Failure to Assess Residents for Self-Administration of Medications
Penalty
Summary
The facility failed to determine if residents were clinically appropriate to self-administer their medications, affecting two residents. Resident #7, who was cognitively intact and required assistance for activities of daily living, was observed self-administering multiple medications, including insulin and inhaled medication, without a self-administration assessment or physician order. The Director of Nursing confirmed that no assessment or order was in place for Resident #7 to self-administer medications. Similarly, Resident #10, who was also cognitively intact, was observed applying Lidocaine patches and keeping Flonase at the bedside for self-administration without a self-administration assessment or physician order. The Director of Nursing verified that Resident #10 did not have a completed self-administration assessment and was not documenting the administration of Flonase, as the nurses were doing that.
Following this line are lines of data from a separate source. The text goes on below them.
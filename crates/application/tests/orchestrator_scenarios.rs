//! End-to-end validation runs against a scripted backend.

mod common;

use common::{FakeBackend, FakeServingClient, InMemoryExamples, Script, exported_model};
use infra_validator_application::{
    CancellationToken, InfraValidator, ValidationRequest, ValidatorOptions, WarmupWriter,
    check_request,
};
use infra_validator_domain::{
    Blessing, DomainError, KubernetesPlatformConfig, LocalDockerConfig, ModelArtifact,
    ModelVolume, PlatformConfig, PlatformKind, RequestSpec, ServingBinary, ServingSpec,
    TensorflowServingBinary, TensorflowServingRequestSpec, ValidationSpec,
};
use rstest::rstest;
use std::path::Path;
use std::sync::Arc;
use std::sync::atomic::Ordering;
use std::time::Duration;
use tempfile::TempDir;

fn serving_spec(tags: &[&str]) -> ServingSpec {
    ServingSpec::new(
        ServingBinary::TensorflowServing(TensorflowServingBinary {
            tags: tags.iter().map(|t| t.to_string()).collect(),
            ..Default::default()
        }),
        PlatformConfig::LocalDocker(LocalDockerConfig::default()),
    )
    .with_model_name("taxi")
}

fn request(root: &Path, tags: &[&str], num_tries: u32) -> ValidationRequest {
    ValidationRequest {
        serving_spec: serving_spec(tags),
        validation_spec: ValidationSpec::new(60, num_tries),
        request_spec: None,
        examples: None,
        model: ModelArtifact::new(exported_model(root)),
    }
}

fn with_requests(mut request: ValidationRequest, spec: RequestSpec) -> ValidationRequest {
    request.request_spec = Some(spec);
    request.examples = Some(Arc::new(InMemoryExamples::with_split("eval", 10)));
    request
}

fn options(root: &Path) -> ValidatorOptions {
    ValidatorOptions {
        teardown_retry_delay: Duration::from_millis(10),
        staging_dir: root.join("staging"),
        ..Default::default()
    }
}

fn validator(
    backend: &Arc<FakeBackend>,
    client: &Arc<FakeServingClient>,
    options: ValidatorOptions,
) -> InfraValidator {
    InfraValidator::new(backend.clone(), client.clone(), options)
}

#[tokio::test(start_paused = true)]
async fn test_blessed_after_two_failures() {
    let tmp = TempDir::new().unwrap();
    let backend = Arc::new(FakeBackend::new().script(
        "1.15",
        &[Script::Crash, Script::RejectRequests, Script::Serve],
    ));
    let client = Arc::new(FakeServingClient::new());
    let request = with_requests(
        request(tmp.path(), &["1.15"], 3),
        RequestSpec::tensorflow_serving(Default::default()),
    );

    let verdict = validator(&backend, &client, options(tmp.path()))
        .validate(request, CancellationToken::new())
        .await
        .unwrap();

    assert_eq!(verdict.blessing, Blessing::Blessed);
    assert_eq!(verdict.versions[0].attempts, 3);
    assert_eq!(backend.launch_count(), 3);
    assert_eq!(backend.teardown_count(), 3);
    assert_eq!(backend.overlapping_launches.load(Ordering::SeqCst), 0);
}

#[rstest]
#[case(1)]
#[case(3)]
#[tokio::test(start_paused = true)]
async fn test_not_blessed_when_every_try_fails(#[case] num_tries: u32) {
    let tmp = TempDir::new().unwrap();
    let script = vec![Script::Hang; num_tries as usize];
    let backend = Arc::new(FakeBackend::new().script("1.15", &script));
    let client = Arc::new(FakeServingClient::new());

    let verdict = validator(&backend, &client, options(tmp.path()))
        .validate(request(tmp.path(), &["1.15"], num_tries), CancellationToken::new())
        .await
        .unwrap();

    assert_eq!(verdict.blessing, Blessing::NotBlessed);
    assert_eq!(verdict.versions[0].attempts, num_tries);
    assert!(
        verdict.versions[0]
            .last_failure
            .as_deref()
            .unwrap()
            .contains("load timeout")
    );
    assert_eq!(backend.launch_count(), num_tries as usize);
    assert_eq!(backend.teardown_count(), num_tries as usize);
}

#[tokio::test(start_paused = true)]
async fn test_one_failing_version_fails_the_run() {
    let tmp = TempDir::new().unwrap();
    let backend = Arc::new(
        FakeBackend::new().script("2.0", &[Script::LaunchFails, Script::LaunchFails]),
    );
    let client = Arc::new(FakeServingClient::new());

    let verdict = validator(&backend, &client, options(tmp.path()))
        .validate(request(tmp.path(), &["1.15", "2.0"], 2), CancellationToken::new())
        .await
        .unwrap();

    assert_eq!(verdict.blessing, Blessing::NotBlessed);
    assert_eq!(verdict.versions.len(), 2);
    assert_eq!(verdict.versions[0].blessing, Blessing::Blessed);
    assert_eq!(verdict.versions[0].attempts, 1);
    assert_eq!(verdict.versions[1].blessing, Blessing::NotBlessed);
    assert_eq!(verdict.versions[1].attempts, 2);
    // Failed launches leave nothing to tear down.
    assert_eq!(backend.launches_for(0), 1);
    assert_eq!(backend.launches_for(1), 0);
    assert_eq!(backend.teardown_count(), 1);
}

#[tokio::test(start_paused = true)]
async fn test_requests_per_signature_and_example() {
    let tmp = TempDir::new().unwrap();
    let backend = Arc::new(FakeBackend::new());
    let client = Arc::new(FakeServingClient::new());
    let spec = RequestSpec::tensorflow_serving(TensorflowServingRequestSpec {
        signature_names: vec!["serving_default".to_string(), "classification".to_string()],
        ..Default::default()
    })
    .with_num_examples(3);

    let verdict = validator(&backend, &client, options(tmp.path()))
        .validate(
            with_requests(request(tmp.path(), &["1.15"], 1), spec),
            CancellationToken::new(),
        )
        .await
        .unwrap();

    assert!(verdict.is_blessed());
    assert_eq!(client.sent_count(), 6);
}

#[tokio::test(start_paused = true)]
async fn test_load_only_without_request_spec() {
    let tmp = TempDir::new().unwrap();
    let backend = Arc::new(FakeBackend::new());
    let client = Arc::new(FakeServingClient::new());

    let verdict = validator(&backend, &client, options(tmp.path()))
        .validate(request(tmp.path(), &["1.15"], 1), CancellationToken::new())
        .await
        .unwrap();

    assert!(verdict.is_blessed());
    assert_eq!(client.sent_count(), 0);
    assert!(!verdict.has_warmup);
    // Blessed model is the staged serving layout itself.
    assert!(verdict.model.starts_with(tmp.path().join("staging")));
    assert!(verdict.model.ends_with("taxi/1"));
    assert!(verdict.model.join("saved_model.pb").is_file());
}

#[tokio::test(start_paused = true)]
async fn test_warmup_model_written_when_blessed() {
    let tmp = TempDir::new().unwrap();
    let backend = Arc::new(FakeBackend::new());
    let client = Arc::new(FakeServingClient::new());
    let mut options = options(tmp.path());
    options.warmup_output_dir = Some(tmp.path().join("warmup"));
    let spec = RequestSpec::tensorflow_serving(Default::default())
        .with_num_examples(2)
        .with_warmup(true);

    let verdict = validator(&backend, &client, options)
        .validate(
            with_requests(request(tmp.path(), &["1.15"], 1), spec),
            CancellationToken::new(),
        )
        .await
        .unwrap();

    assert!(verdict.is_blessed());
    assert!(verdict.has_warmup);
    assert_eq!(verdict.model, tmp.path().join("warmup/taxi/1"));
    assert!(verdict.model.join("saved_model.pb").is_file());
    assert_eq!(WarmupWriter::read(&verdict.model).unwrap().len(), 2);
}

#[tokio::test(start_paused = true)]
async fn test_no_warmup_when_not_blessed() {
    let tmp = TempDir::new().unwrap();
    let backend = Arc::new(FakeBackend::new().script("1.15", &[Script::RejectRequests]));
    let client = Arc::new(FakeServingClient::new());
    let mut options = options(tmp.path());
    options.warmup_output_dir = Some(tmp.path().join("warmup"));
    let spec = RequestSpec::tensorflow_serving(Default::default()).with_warmup(true);

    let verdict = validator(&backend, &client, options)
        .validate(
            with_requests(request(tmp.path(), &["1.15"], 1), spec),
            CancellationToken::new(),
        )
        .await
        .unwrap();

    assert_eq!(verdict.blessing, Blessing::NotBlessed);
    assert!(!verdict.has_warmup);
    assert!(!tmp.path().join("warmup").exists());
}

#[tokio::test(start_paused = true)]
async fn test_warmup_skipped_when_make_warmup_disabled() {
    let tmp = TempDir::new().unwrap();
    let backend = Arc::new(FakeBackend::new());
    let client = Arc::new(FakeServingClient::new());
    let mut options = options(tmp.path());
    options.warmup_output_dir = Some(tmp.path().join("warmup"));
    let spec = RequestSpec::tensorflow_serving(Default::default()).with_warmup(false);

    let verdict = validator(&backend, &client, options)
        .validate(
            with_requests(request(tmp.path(), &["1.15"], 1), spec),
            CancellationToken::new(),
        )
        .await
        .unwrap();

    assert!(verdict.is_blessed());
    assert!(!verdict.has_warmup);
    assert!(verdict.model.starts_with(tmp.path().join("staging")));
    assert!(verdict.model.ends_with("taxi/1"));
    assert!(!tmp.path().join("warmup").exists());
}

#[tokio::test(start_paused = true)]
async fn test_warmup_write_failure_keeps_blessing() {
    let tmp = TempDir::new().unwrap();
    let backend = Arc::new(FakeBackend::new());
    let client = Arc::new(FakeServingClient::new());
    // A regular file where the warmup directory should go.
    let blocked = tmp.path().join("warmup");
    std::fs::write(&blocked, b"not a directory").unwrap();
    let mut options = options(tmp.path());
    options.warmup_output_dir = Some(blocked.clone());
    let spec = RequestSpec::tensorflow_serving(Default::default()).with_warmup(true);

    let verdict = validator(&backend, &client, options)
        .validate(
            with_requests(request(tmp.path(), &["1.15"], 1), spec),
            CancellationToken::new(),
        )
        .await
        .unwrap();

    assert!(verdict.is_blessed());
    assert!(!verdict.has_warmup);
    assert!(verdict.model.starts_with(tmp.path().join("staging")));
    assert!(verdict.model.join("saved_model.pb").is_file());
    assert!(blocked.is_file());
}

#[tokio::test(start_paused = true)]
async fn test_kubernetes_without_model_volume_rejected() {
    let tmp = TempDir::new().unwrap();
    let backend = Arc::new(FakeBackend::new().on_platform(PlatformKind::Kubernetes));
    let client = Arc::new(FakeServingClient::new());
    let mut request = request(tmp.path(), &["1.15"], 1);
    request.serving_spec.platform = PlatformConfig::Kubernetes(KubernetesPlatformConfig {
        active_deadline_seconds: 120,
        model_volume: None,
        ..Default::default()
    });

    let err = validator(&backend, &client, options(tmp.path()))
        .validate(request, CancellationToken::new())
        .await
        .unwrap_err();

    assert!(matches!(err, DomainError::InvalidPlatformConfig { .. }));
    assert_eq!(backend.launch_count(), 0);
}

#[tokio::test(start_paused = true)]
async fn test_kubernetes_deadline_rejected_before_launch() {
    let tmp = TempDir::new().unwrap();
    let backend = Arc::new(FakeBackend::new().on_platform(PlatformKind::Kubernetes));
    let client = Arc::new(FakeServingClient::new());
    let mut request = request(tmp.path(), &["1.15"], 1);
    request.serving_spec.platform = PlatformConfig::Kubernetes(KubernetesPlatformConfig {
        active_deadline_seconds: 60,
        model_volume: Some(ModelVolume {
            claim_name: "pipeline-root".to_string(),
            mount_path: "/pipeline".to_string(),
        }),
        ..Default::default()
    });

    let err = validator(&backend, &client, options(tmp.path()))
        .validate(request, CancellationToken::new())
        .await
        .unwrap_err();

    assert!(matches!(err, DomainError::InvalidPlatformConfig { .. }));
    assert!(err.is_configuration_error());
    assert_eq!(backend.launch_count(), 0);
}

#[tokio::test(start_paused = true)]
async fn test_platform_mismatch_is_configuration_error() {
    let tmp = TempDir::new().unwrap();
    let backend = Arc::new(FakeBackend::new().on_platform(PlatformKind::Kubernetes));
    let client = Arc::new(FakeServingClient::new());

    let err = validator(&backend, &client, options(tmp.path()))
        .validate(request(tmp.path(), &["1.15"], 1), CancellationToken::new())
        .await
        .unwrap_err();

    assert!(matches!(err, DomainError::InvalidPlatformConfig { .. }));
    assert_eq!(backend.launch_count(), 0);
}

#[tokio::test(start_paused = true)]
async fn test_configuration_error_aborts_run() {
    let tmp = TempDir::new().unwrap();
    let backend = Arc::new(FakeBackend::new().script("1.15", &[Script::Misconfigured]));
    let client = Arc::new(FakeServingClient::new());

    let err = validator(&backend, &client, options(tmp.path()))
        .validate(request(tmp.path(), &["1.15"], 3), CancellationToken::new())
        .await
        .unwrap_err();

    assert!(err.is_configuration_error());
    assert_eq!(backend.launch_count(), 0);
}

#[tokio::test(start_paused = true)]
async fn test_cancellation_stops_retries() {
    let tmp = TempDir::new().unwrap();
    let backend = Arc::new(FakeBackend::new().script("1.15", &[Script::Hang; 3]));
    let client = Arc::new(FakeServingClient::new());
    let validator = validator(&backend, &client, options(tmp.path()));
    let cancel = CancellationToken::new();

    let (verdict, _) = tokio::join!(
        validator.validate(request(tmp.path(), &["1.15"], 3), cancel.clone()),
        async {
            tokio::time::sleep(Duration::from_secs(5)).await;
            cancel.cancel();
        }
    );
    let verdict = verdict.unwrap();

    assert_eq!(verdict.blessing, Blessing::NotBlessed);
    assert_eq!(verdict.versions[0].attempts, 1);
    assert_eq!(backend.launch_count(), 1);
    assert_eq!(backend.teardown_count(), 1);
}

#[test]
fn test_examples_required_with_request_spec() {
    let tmp = TempDir::new().unwrap();
    let mut request = request(tmp.path(), &["1.15"], 1);
    request.request_spec = Some(RequestSpec::tensorflow_serving(Default::default()));

    let err = check_request(&request, &options(tmp.path())).unwrap_err();
    assert!(matches!(err, DomainError::InvalidRequestSpec { .. }));
}

#[test]
fn test_warmup_requires_output_dir() {
    let tmp = TempDir::new().unwrap();
    let request = with_requests(
        request(tmp.path(), &["1.15"], 1),
        RequestSpec::tensorflow_serving(Default::default()).with_warmup(true),
    );

    let err = check_request(&request, &options(tmp.path())).unwrap_err();
    assert!(matches!(err, DomainError::InvalidRequestSpec { .. }));
}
The facility's policy requires an interdisciplinary team assessment and a physician order for residents to self-administer medications, which was not followed in these cases.
Failure to Securely Store Self-Administered Medications
Penalty
Summary
The facility failed to ensure that a resident, who had an order to self-medicate, stored his medications appropriately. The resident, who was the only one in the facility self-medicating, had a medical history including type two diabetes mellitus, hypertension, and schizophrenia. The physician's order allowed the resident to keep medications at his bedside and self-administer them. An assessment indicated that the resident demonstrated secure storage for medication in his room, and the care plan included interventions to assist the resident in securing his medication and educating him on proper storage. However, during an interview, the resident revealed that he did not have a lock box for his medications and kept them in a cardboard box next to his bed. Observations confirmed that the medications were not securely stored, as they were in an unlocked drawer. Interviews with the Director of Nursing and a Regional Nurse confirmed that the medications were not locked, and the resident had removed the lock from his drawer. The facility's policy required medication storage to be accessible only to authorized personnel and locked when unattended, which was not adhered to in this case.